Norway’s $880 billion sovereign wealth fund, the
world’s largest, will expand its scope of investments to target
“frontier markets” and add more currencies to generate higher returns.
Frontier markets, also called pre-emerging markets, have equity markets that are less established than in emerging markets.
These include countries such as Nigeria, Argentina, Ukraine and Kazakhstan, according to MSCI Inc.
The MSCI Frontier Market Index is up 16 percent this year
compared with a 5 percent gain for the MSCI World Index of developed
market shares. Nigerian equities made up 20 percent of the MSCI FM index
as of June 2014.
The fund will broaden its “exposure to different sources
of return and seek to exploit time-varying investment opportunities,”
Norges Bank Investment Management (NBIM), which manages the fund, said
in a strategy report published this week.
NBIM expects to invest 1 percent of the fund in private real estate in each of the next three years, it said.
“New frontier markets will be added to our equity
investments, and the scope of our fixed-income investments will be
widened to include additional currencies,” NBIM said in the report,
which sets its strategy through 2016.
The fund, which owns 1.3 percent of the world’s equities,
has returned less than 4 percent on average since it started investing
in the late 1990s.
Norges Bank Governor Oeystein Olsen, who oversees the
fund, has said it must take on more risk to increase returns. In
addition to infrastructure and private equity, he advocates increasing
stock holdings to 70 percent from the current 60 percent limit.
It will also increase the number of employees to about 600
from 370 now, mostly outside Norway, including 200 for its real estate
division, the fund said.
The goal of a 4 percent real return over time will be
“better served if a larger share of the fund is invested with the global
economy,” the fund said. NBIM will “prepare the organisation for a
change in this direction,” it said.
The fund is allowed to hold 35 percent in bonds and 5
percent in real estate. Since being freed to expand into the property
market in 2011, the asset class makes up about 1 percent of its total
portfolio.
The fund is looking to expand into real estate in Asia and
reiterated its interest in “global cities outside Europe and the U.S.”

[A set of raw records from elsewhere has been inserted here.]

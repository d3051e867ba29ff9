pub mod acquired;
pub mod batch;
pub mod code;
pub mod loaders;
pub mod table;

pub use acquired::AcquiredFile;
pub use batch::{plan, Batch};
pub use code::{normalize, normalize_all, normalize_cell};
pub use loaders::load_table;
pub use table::{CellValue, Table};
// Слайдеры (hero и спикеры)
// Чистая логика без DOM: представление и таймер подключаются через трейты

pub mod auto;
pub mod rotator;

pub use auto::{AutoRotator, Ticker, VisibilityPolicy};
pub use rotator::{wrap_index, CrossFadePlan, SlideRotator, SlideView, Transition};
use crate::config::Config;
use crate::contact::{contact_popup, ContactChannel, ContactLinks};
use crate::host::{
    Haptic, HostApi, HostCapabilities, HostEnvironment, HostEvent, HostEventKind, HostInfo,
    ImpactStyle, NotificationKind, ThemePlan, ViewportState,
};
use crate::page::Page;
use crate::utils::error::{Result, SiteError};

const HOST_TARGET: &str = "site::host";

/// Изменяемое состояние адаптера
#[derive(Debug, Clone, Default, PartialEq)]
pub struct AdapterState {
    pub initialized: bool,
    /// MainButton настроена и заменяет кнопки страницы
    pub main_button_active: bool,
    pub last_scroll_top: f64,
    pub theme_applications: u32,
    pub layout_applications: u32,
    pub visible: bool,
    /// Выбор способа связи уже идёт (popup открыт)
    pub contact_pending: bool,
}

/// Снимок для отладки (`debug_info()` в JS)
#[derive(Debug, Clone, Serialize)]
#[serde(rename_all = "camelCase")]
pub struct DebugInfo {
    pub is_telegram: bool,
    pub host: HostInfo,
    pub capabilities: HostCapabilities,
    pub viewport: Option<ViewportState>,
    pub main_button_active: bool,
}

pub struct SiteAdapter<H: HostApi, P: Page> {
    env: HostEnvironment<H>,
    capabilities: HostCapabilities,
    page: P,
    config: Config,
    links: ContactLinks,
    state: RefCell<AdapterState>,
}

While real-estate investments from London to San Francisco have mostly
taken the form of joint ventures, the fund is now preparing to manage
fully-owned properties with a more active role in development, it said.

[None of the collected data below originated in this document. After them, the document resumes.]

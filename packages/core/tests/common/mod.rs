//! Фейковые реализации Ticker, HostApi и Page для интеграционных тестов

#![allow(dead_code)]

use std::cell::{Cell, RefCell};
use std::collections::{HashMap, HashSet};
use std::rc::Rc;

use vizitka_core::host::{
    Haptic, HostApi, HostCapabilities, HostEvent, HostEventKind, HostInfo, MainButtonParams,
    PopupParams, ThemeParams, ViewportState,
};
use vizitka_core::page::{LocalTask, Page};
use vizitka_core::slider::{SlideView, Ticker};
use vizitka_core::{Result, SiteError};

// ===== Часы =====

struct Scheduled {
    period: u64,
    next_due: u64,
    tick: Option<Box<dyn FnMut()>>,
    cancelled: Rc<Cell<bool>>,
}

#[derive(Default)]
struct ClockState {
    now: u64,
    created: usize,
    intervals: Vec<Scheduled>,
}

/// Детерминированные часы: интервалы срабатывают только в `advance`
#[derive(Clone, Default)]
pub struct FakeTicker {
    state: Rc<RefCell<ClockState>>,
}

pub struct FakeHandle {
    cancelled: Rc<Cell<bool>>,
}

impl Drop for FakeHandle {
    fn drop(&mut self) {
        self.cancelled.set(true);
    }
}

impl Ticker for FakeTicker {
    type Handle = FakeHandle;

    fn every(&self, period_ms: u32, tick: Box<dyn FnMut()>) -> FakeHandle {
        let cancelled = Rc::new(Cell::new(false));
        let mut state = self.state.borrow_mut();
        let now = state.now;
        state.created += 1;
        state.intervals.push(Scheduled {
            period: period_ms as u64,
            next_due: now + period_ms as u64,
            tick: Some(tick),
            cancelled: cancelled.clone(),
        });
        FakeHandle { cancelled }
    }
}

impl FakeTicker {
    pub fn now(&self) -> u64 {
        self.state.borrow().now
    }

    /// Сколько интервалов было создано за всё время
    pub fn created(&self) -> usize {
        self.state.borrow().created
    }

    /// Сколько интервалов сейчас не отменено
    pub fn live(&self) -> usize {
        self.state
            .borrow()
            .intervals
            .iter()
            .filter(|s| !s.cancelled.get())
            .count()
    }

    /// Продвинуть время, вызывая интервалы в порядке срабатывания
    pub fn advance(&self, ms: u64) {
        let target = self.state.borrow().now + ms;
        loop {
            let due = {
                let mut state = self.state.borrow_mut();
                state.intervals.retain(|s| !s.cancelled.get());
                state
                    .intervals
                    .iter()
                    .enumerate()
                    .filter(|(_, s)| s.next_due <= target)
                    .min_by_key(|(_, s)| s.next_due)
                    .map(|(i, s)| (i, s.next_due))
            };
            let Some((index, due)) = due else {
                break;
            };

            let (mut tick, cancelled) = {
                let mut state = self.state.borrow_mut();
                state.now = due;
                let scheduled = &mut state.intervals[index];
                scheduled.next_due += scheduled.period;
                (scheduled.tick.take().unwrap(), scheduled.cancelled.clone())
            };

            tick();

            if !cancelled.get() {
                let mut state = self.state.borrow_mut();
                if let Some(scheduled) = state
                    .intervals
                    .iter_mut()
                    .find(|s| Rc::ptr_eq(&s.cancelled, &cancelled))
                {
                    scheduled.tick = Some(tick);
                }
            }
        }
        self.state.borrow_mut().now = target;
    }
}

// ===== Слайды =====

/// Слайды как вектор флагов "active"
#[derive(Clone)]
pub struct FlagSlides {
    pub flags: Rc<RefCell<Vec<bool>>>,
}

impl FlagSlides {
    pub fn new(n: usize) -> Self {
        Self {
            flags: Rc::new(RefCell::new(vec![false; n])),
        }
    }

    pub fn active_count(&self) -> usize {
        self.flags.borrow().iter().filter(|f| **f).count()
    }

    pub fn active_index(&self) -> Option<usize> {
        self.flags.borrow().iter().position(|f| *f)
    }
}

impl SlideView for FlagSlides {
    fn len(&self) -> usize {
        self.flags.borrow().len()
    }

    fn apply(&mut self, _previous: Option<usize>, active: usize) {
        for (i, flag) in self.flags.borrow_mut().iter_mut().enumerate() {
            *flag = i == active;
        }
    }
}

// ===== Хост =====

#[derive(Debug, Default)]
pub struct HostLog {
    /// Все обращения, включая недоступные
    pub attempts: Vec<String>,
    pub calls: Vec<String>,
    pub header_colors: Vec<String>,
    pub background_colors: Vec<String>,
    pub main_button_params: Vec<MainButtonParams>,
    pub main_button_shows: usize,
    pub haptics: Vec<Haptic>,
    pub popups: Vec<PopupParams>,
    pub opened_links: Vec<String>,
    pub opened_telegram_links: Vec<String>,
    pub subscribed: Vec<HostEventKind>,
}

pub struct FakeHost {
    pub caps: HostCapabilities,
    pub theme: RefCell<ThemeParams>,
    pub viewport: RefCell<ViewportState>,
    pub popup_answer: RefCell<Result<Option<String>>>,
    pub confirm_answer: RefCell<Result<bool>>,
    /// Вызовы, которые "бросают исключение"
    pub failing: RefCell<HashSet<&'static str>>,
    pub cloud: RefCell<HashMap<String, String>>,
    pub log: RefCell<HostLog>,
    handlers: RefCell<HashMap<HostEventKind, Vec<Box<dyn FnMut(HostEvent)>>>>,
}

impl FakeHost {
    pub fn new() -> Self {
        Self::with_capabilities(HostCapabilities::all())
    }

    pub fn with_capabilities(caps: HostCapabilities) -> Self {
        Self {
            caps,
            theme: RefCell::new(ThemeParams::default()),
            viewport: RefCell::new(ViewportState::default()),
            popup_answer: RefCell::new(Ok(None)),
            confirm_answer: RefCell::new(Ok(false)),
            failing: RefCell::new(HashSet::new()),
            cloud: RefCell::new(HashMap::new()),
            log: RefCell::new(HostLog::default()),
            handlers: RefCell::new(HashMap::new()),
        }
    }

    pub fn answer_popup(self, button_id: &str) -> Self {
        *self.popup_answer.borrow_mut() = Ok(Some(button_id.to_string()));
        self
    }

    pub fn fail(self, call: &'static str) -> Self {
        self.failing.borrow_mut().insert(call);
        self
    }

    /// Доставить событие подписчикам (как это делает Telegram)
    pub fn fire(&self, kind: HostEventKind, event: HostEvent) {
        let mut handlers = self.handlers.borrow_mut().remove(&kind).unwrap_or_default();
        for handler in handlers.iter_mut() {
            handler(event.clone());
        }
        self.handlers.borrow_mut().entry(kind).or_default().extend(handlers);
    }

    pub fn calls(&self) -> Vec<String> {
        self.log.borrow().calls.clone()
    }

    pub fn attempts(&self) -> Vec<String> {
        self.log.borrow().attempts.clone()
    }

    fn gate(&self, available: bool, call: &'static str) -> Result<()> {
        self.log.borrow_mut().attempts.push(call.to_string());
        if !available {
            return Err(SiteError::unavailable(call));
        }
        if self.failing.borrow().contains(call) {
            return Err(SiteError::HostCallError(format!("{} threw", call)));
        }
        self.log.borrow_mut().calls.push(call.to_string());
        Ok(())
    }
}

impl HostApi for FakeHost {
    fn capabilities(&self) -> HostCapabilities {
        self.caps
    }

    fn info(&self) -> HostInfo {
        HostInfo {
            version: Some("8.0".to_string()),
            platform: Some("ios".to_string()),
            color_scheme: Some("light".to_string()),
        }
    }

    fn ready(&self) -> Result<()> {
        self.gate(self.caps.ready, "ready")
    }

    fn expand(&self) -> Result<()> {
        self.gate(self.caps.expand, "expand")
    }

    fn theme_params(&self) -> Result<ThemeParams> {
        self.gate(self.caps.theming, "themeParams")?;
        Ok(self.theme.borrow().clone())
    }

    fn set_header_color(&self, color: &str) -> Result<()> {
        self.gate(self.caps.theming, "setHeaderColor")?;
        self.log.borrow_mut().header_colors.push(color.to_string());
        Ok(())
    }

    fn set_background_color(&self, color: &str) -> Result<()> {
        self.gate(self.caps.theming, "setBackgroundColor")?;
        self.log.borrow_mut().background_colors.push(color.to_string());
        Ok(())
    }

    fn viewport(&self) -> Result<ViewportState> {
        Ok(*self.viewport.borrow())
    }

    fn enable_closing_confirmation(&self) -> Result<()> {
        self.gate(self.caps.closing_confirmation, "enableClosingConfirmation")
    }

    fn disable_vertical_swipes(&self) -> Result<()> {
        self.gate(self.caps.vertical_swipes, "disableVerticalSwipes")
    }

    fn configure_main_button(&self, params: &MainButtonParams) -> Result<()> {
        self.gate(self.caps.main_button, "MainButton.setParams")?;
        self.log.borrow_mut().main_button_params.push(params.clone());
        Ok(())
    }

    fn show_main_button(&self) -> Result<()> {
        self.gate(self.caps.main_button, "MainButton.show")?;
        self.log.borrow_mut().main_button_shows += 1;
        Ok(())
    }

    fn hide_back_button(&self) -> Result<()> {
        self.gate(self.caps.back_button, "BackButton.hide")
    }

    fn subscribe(&self, kind: HostEventKind, handler: Box<dyn FnMut(HostEvent)>) -> Result<()> {
        let available = match kind {
            HostEventKind::MainButtonClicked => self.caps.main_button,
            HostEventKind::BackButtonClicked => self.caps.back_button,
            _ => self.caps.events,
        };
        self.gate(available, kind.name())?;
        self.log.borrow_mut().subscribed.push(kind);
        self.handlers.borrow_mut().entry(kind).or_default().push(handler);
        Ok(())
    }

    fn haptic(&self, feedback: Haptic) -> Result<()> {
        self.gate(self.caps.haptics, "HapticFeedback")?;
        self.log.borrow_mut().haptics.push(feedback);
        Ok(())
    }

    async fn show_popup(&self, params: &PopupParams) -> Result<Option<String>> {
        self.gate(self.caps.popup, "showPopup")?;
        self.log.borrow_mut().popups.push(params.clone());
        self.popup_answer.borrow().clone()
    }

    async fn show_confirm(&self, _message: &str) -> Result<bool> {
        self.gate(self.caps.confirm, "showConfirm")?;
        self.confirm_answer.borrow().clone()
    }

    fn open_link(&self, url: &str) -> Result<()> {
        self.gate(self.caps.open_link, "openLink")?;
        self.log.borrow_mut().opened_links.push(url.to_string());
        Ok(())
    }

    fn open_telegram_link(&self, url: &str) -> Result<()> {
        self.gate(self.caps.open_telegram_link, "openTelegramLink")?;
        self.log.borrow_mut().opened_telegram_links.push(url.to_string());
        Ok(())
    }

    async fn cloud_get(&self, key: &str) -> Result<Option<String>> {
        self.gate(self.caps.cloud_storage, "CloudStorage.getItem")?;
        Ok(self.cloud.borrow().get(key).cloned())
    }

    async fn cloud_set(&self, key: &str, value: &str) -> Result<bool> {
        self.gate(self.caps.cloud_storage, "CloudStorage.setItem")?;
        self.cloud.borrow_mut().insert(key.to_string(), value.to_string());
        Ok(true)
    }
}

// ===== Страница =====

#[derive(Debug, Default)]
pub struct PageLog {
    pub contact_buttons_hidden: Option<bool>,
    pub css: HashMap<String, String>,
    pub spacing_fixes: usize,
    pub copy_guards: usize,
    pub confirms: Vec<String>,
    pub navigated: Vec<String>,
    pub opened_windows: Vec<String>,
    pub history_back: usize,
    pub scheduled: Vec<u32>,
}

pub struct FakePage {
    pub confirm_answer: Cell<bool>,
    pub storage: RefCell<HashMap<String, String>>,
    pub log: RefCell<PageLog>,
    contact_handlers: RefCell<Vec<Rc<dyn Fn()>>>,
    scroll_handlers: RefCell<Vec<Box<dyn FnMut(f64)>>>,
    tasks: RefCell<Vec<LocalTask>>,
    timers: RefCell<Vec<Box<dyn FnOnce()>>>,
}

impl FakePage {
    pub fn new() -> Self {
        Self {
            confirm_answer: Cell::new(false),
            storage: RefCell::new(HashMap::new()),
            log: RefCell::new(PageLog::default()),
            contact_handlers: RefCell::new(Vec::new()),
            scroll_handlers: RefCell::new(Vec::new()),
            tasks: RefCell::new(Vec::new()),
            timers: RefCell::new(Vec::new()),
        }
    }

    pub fn confirming(self, answer: bool) -> Self {
        self.confirm_answer.set(answer);
        self
    }

    pub fn contact_handler_count(&self) -> usize {
        self.contact_handlers.borrow().len()
    }

    /// Клик по кнопке "Связаться"
    pub fn click_contact(&self) {
        let handler = self.contact_handlers.borrow().first().cloned();
        if let Some(handler) = handler {
            handler();
        }
    }

    pub fn scroll_to(&self, scroll_top: f64) {
        let mut handlers: Vec<_> = self.scroll_handlers.borrow_mut().drain(..).collect();
        for handler in handlers.iter_mut() {
            handler(scroll_top);
        }
        self.scroll_handlers.borrow_mut().extend(handlers);
    }

    /// Выполнить все запущенные async-задачи до завершения
    pub fn run_tasks(&self) -> usize {
        let mut count = 0;
        loop {
            let tasks: Vec<LocalTask> = self.tasks.borrow_mut().drain(..).collect();
            if tasks.is_empty() {
                return count;
            }
            for task in tasks {
                futures::executor::block_on(task);
                count += 1;
            }
        }
    }

    /// Сработать все отложенные вызовы
    pub fn run_timers(&self) {
        let timers: Vec<_> = self.timers.borrow_mut().drain(..).collect();
        for timer in timers {
            timer();
        }
    }
}

impl Page for FakePage {
    fn set_contact_buttons_hidden(&self, hidden: bool) {
        self.log.borrow_mut().contact_buttons_hidden = Some(hidden);
    }

    fn on_contact_click(&self, handler: Rc<dyn Fn()>) {
        self.contact_handlers.borrow_mut().push(handler);
    }

    fn on_scroll(&self, handler: Box<dyn FnMut(f64)>) {
        self.scroll_handlers.borrow_mut().push(handler);
    }

    fn set_css_variable(&self, name: &str, value: &str) {
        self.log.borrow_mut().css.insert(name.to_string(), value.to_string());
    }

    fn apply_bottom_spacing_fix(&self) {
        self.log.borrow_mut().spacing_fixes += 1;
    }

    fn install_copy_guard(&self) {
        self.log.borrow_mut().copy_guards += 1;
    }

    fn confirm(&self, message: &str) -> bool {
        self.log.borrow_mut().confirms.push(message.to_string());
        self.confirm_answer.get()
    }

    fn navigate(&self, url: &str) {
        self.log.borrow_mut().navigated.push(url.to_string());
    }

    fn open_window(&self, url: &str) {
        self.log.borrow_mut().opened_windows.push(url.to_string());
    }

    fn history_back(&self) {
        self.log.borrow_mut().history_back += 1;
    }

    fn storage_get(&self, key: &str) -> Option<String> {
        self.storage.borrow().get(key).cloned()
    }

    fn storage_set(&self, key: &str, value: &str) -> bool {
        self.storage.borrow_mut().insert(key.to_string(), value.to_string());
        true
    }

    fn spawn(&self, task: LocalTask) {
        self.tasks.borrow_mut().push(task);
    }

    fn schedule(&self, delay_ms: u32, task: Box<dyn FnOnce()>) {
        self.log.borrow_mut().scheduled.push(delay_ms);
        self.timers.borrow_mut().push(task);
    }
}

“Larger ownership stakes in listed real-estate companies and public-to-private transactions will be considered,” the fund said.
Norway, western Europe’s biggest oil and gas producer,
channels its petroleum income into the wealth fund to shield the $500
billion economy from overheating.
The fund got its first capital in 1996, added stocks in
1998, emerging markets in 2000 and real estate in 2011. The government
is allowed use the targeted 4 percent return to plug budget deficits.